Ich habe zu wenig Resonanz – auch mit dieser Seite. Aber ich habe überhaupt Resonanz, ich bin sozusagen ein „Kleinbauer“ auf diesem Gebiet, ich besitze nur ein kleines Stück veröffentlichtes „(Geistes)Land“, aber es ist wenigstens mein eigenes.
Glücklichsein und wahrgenommen zu werden, eine Wirkung mit dem zu haben, was ich sage und schreibe, auch zeige an Körpersprachlichem, gehören direkt zusammen. Das fängt im Familiären an und weitet sich auf das Gesellschaftliche aus.
Wir leben in einer Gesellschaft, in einer „autistischen“, in der jeder zunehmend für sich allein lebt. Wir sind zwar weltoffen bis „dorthinaus“, interessieren uns für Afrika, Peru und Venezuela, kennen uns aber im eigenen Haus und in der eigenen Straße immer weniger.

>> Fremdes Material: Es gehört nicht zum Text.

//! Per-source PCM slots and the mix point the audio encoder pulls from.

use std::cell::RefCell;
use std::rc::Rc;

#[derive(Debug, Default)]
struct AudioBuffer {
    tag: String,
    data: Option<Vec<u8>>,
}

/// Shared handle to one source's latest decoded PCM chunk.
///
/// The decoder of that source writes, the [`AudioProcessor`] reads. Both
/// live on the bake thread.
#[derive(Debug, Clone)]
pub struct AudioBufferHandle(Rc<RefCell<AudioBuffer>>);

impl AudioBufferHandle {
    fn new(tag: &str) -> Self {
        Self(Rc::new(RefCell::new(AudioBuffer {
            tag: tag.to_string(),
            data: None,
        })))
    }

    pub fn tag(&self) -> String {
        self.0.borrow().tag.clone()
    }

    /// Replace the buffered chunk. An empty chunk empties the slot.
    pub fn update(&self, data: Vec<u8>) {
        self.0.borrow_mut().data = (!data.is_empty()).then_some(data);
    }

    pub fn clear(&self) {
        self.0.borrow_mut().data = None;
    }

    pub fn has_data(&self) -> bool {
        self.0.borrow().data.is_some()
    }

    pub fn size(&self) -> usize {
        self.0.borrow().data.as_ref().map_or(0, Vec::len)
    }

    fn snapshot(&self) -> Option<Vec<u8>> {
        self.0.borrow().data.clone()
    }
}

/// Hands out audio slots to decoders.
pub trait AudioBufferProvider {
    fn provide(&mut self, tag: &str) -> AudioBufferHandle;
}

/// Collects every source's slot and picks the chunk to encode each tick.
#[derive(Debug, Default)]
pub struct AudioProcessor {
    slots: Vec<AudioBufferHandle>,
}

impl AudioProcessor {
    pub fn new() -> Self {
        Self::default()
    }

    /// The chunk to encode this tick: of all populated slots, the one
    /// registered last. Slots keep their data until their decoder
    /// replaces or clears it.
    pub fn process_data(&self) -> Option<Vec<u8>> {
        self.slots.iter().rev().find_map(AudioBufferHandle::snapshot)
    }

    pub fn slot_count(&self) -> usize {
        self.slots.len()
    }
}

impl AudioBufferProvider for AudioProcessor {
    fn provide(&mut self, tag: &str) -> AudioBufferHandle {
        let handle = AudioBufferHandle::new(tag);
        self.slots.push(handle.clone());
        handle
    }
}

#[cfg(test)]
mod tests {
    use super::*;

    #[test]
    fn test_no_slots_no_data() {
        let mut processor = AudioProcessor::new();
        assert!(processor.process_data().is_none());
        processor.provide("a");
        assert!(processor.process_data().is_none());
    }

    #[test]
    fn test_last_populated_slot_wins() {
        let mut processor = AudioProcessor::new();
        let a = processor.provide("a");
        let b = processor.provide("b");
        let c = processor.provide("c");

        a.update(vec![1; 4]);
        b.update(vec![2; 4]);
        assert_eq!(processor.process_data(), Some(vec![2; 4]));

        c.update(vec![3; 2]);
        assert_eq!(processor.process_data(), Some(vec![3; 2]));

        c.clear();
        b.update(Vec::new());
        assert_eq!(processor.process_data(), Some(vec![1; 4]));
        assert_eq!(processor.slot_count(), 3);
    }

    #[test]
    fn test_data_survives_reads() {
        let mut processor = AudioProcessor::new();
        let a = processor.provide("a");
        a.update(vec![9; 8]);
        assert_eq!(processor.process_data(), processor.process_data());
        assert_eq!(a.size(), 8);
        assert_eq!(a.tag(), "a");
    }
}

Die Jugend der Erfolgreichen, Staatstragenden muss unbedingt nach Mexiko und Neuseeland – in Florida und London waren sie sowieso schon – , aber das Riesengebirge kennen sie nicht und das interessiert sie auch nicht. (Es hat ja mit der eigenen deutschen Geschichte und Vergangenheit zu tun – igittigitt.)
Es gibt immer mehr in Deutschland, die sich an den Rand gedrängt fühlen. Es sind vor allem die Alten, die dann auch noch „gewöhnlich“ und „normal“ sind, bloß deutsch und hetero und gar nicht exotisch. Schämt Euch! Wer sich nicht über ein besonderes Geschlecht oder eine ebensolche Sexualität definieren kann, wer in Deutschland nicht „queer“ ist, sondern sozusagen bloß „längst“, halte hier den Mund und schweige still.
Sich darstellen, sich ausdrücken zu können, macht glücklich. Dieses Vermögen und diese Chance kann sogar Liebeskummer überbrücken. Das habe ich noch einmal und vertieft begriffen, als ich das darunter abgebildete Buch über die Liebe zwischen Goethe und Marianne von Willemer gelesen habe.
Marianne, die mit einem Freund Goethes verheiratet war, stürzte in Depressionen, als der doppelt so alte Goethe nach einem Techtelmechtel mit ihr, mit dem Wissen und der ausdrücklichen Zustimmung ihres Ehemannes, sie dann doch fallen ließ und monatelang ignorierte. Die Heilung und das große Glück kamen, als Marianne zwar – immer noch – nicht ganzkörperlich und „ganzpraktisch“ die „Suleika“ wurde, die sie in Andeutungen und Phantasien mit Goethe schon war, sondern sich dieses Verhältnis zwischen den beiden lyrisch im Schreiben, Austauschen und Vortragen von Gedichten vertiefte und manifestierte.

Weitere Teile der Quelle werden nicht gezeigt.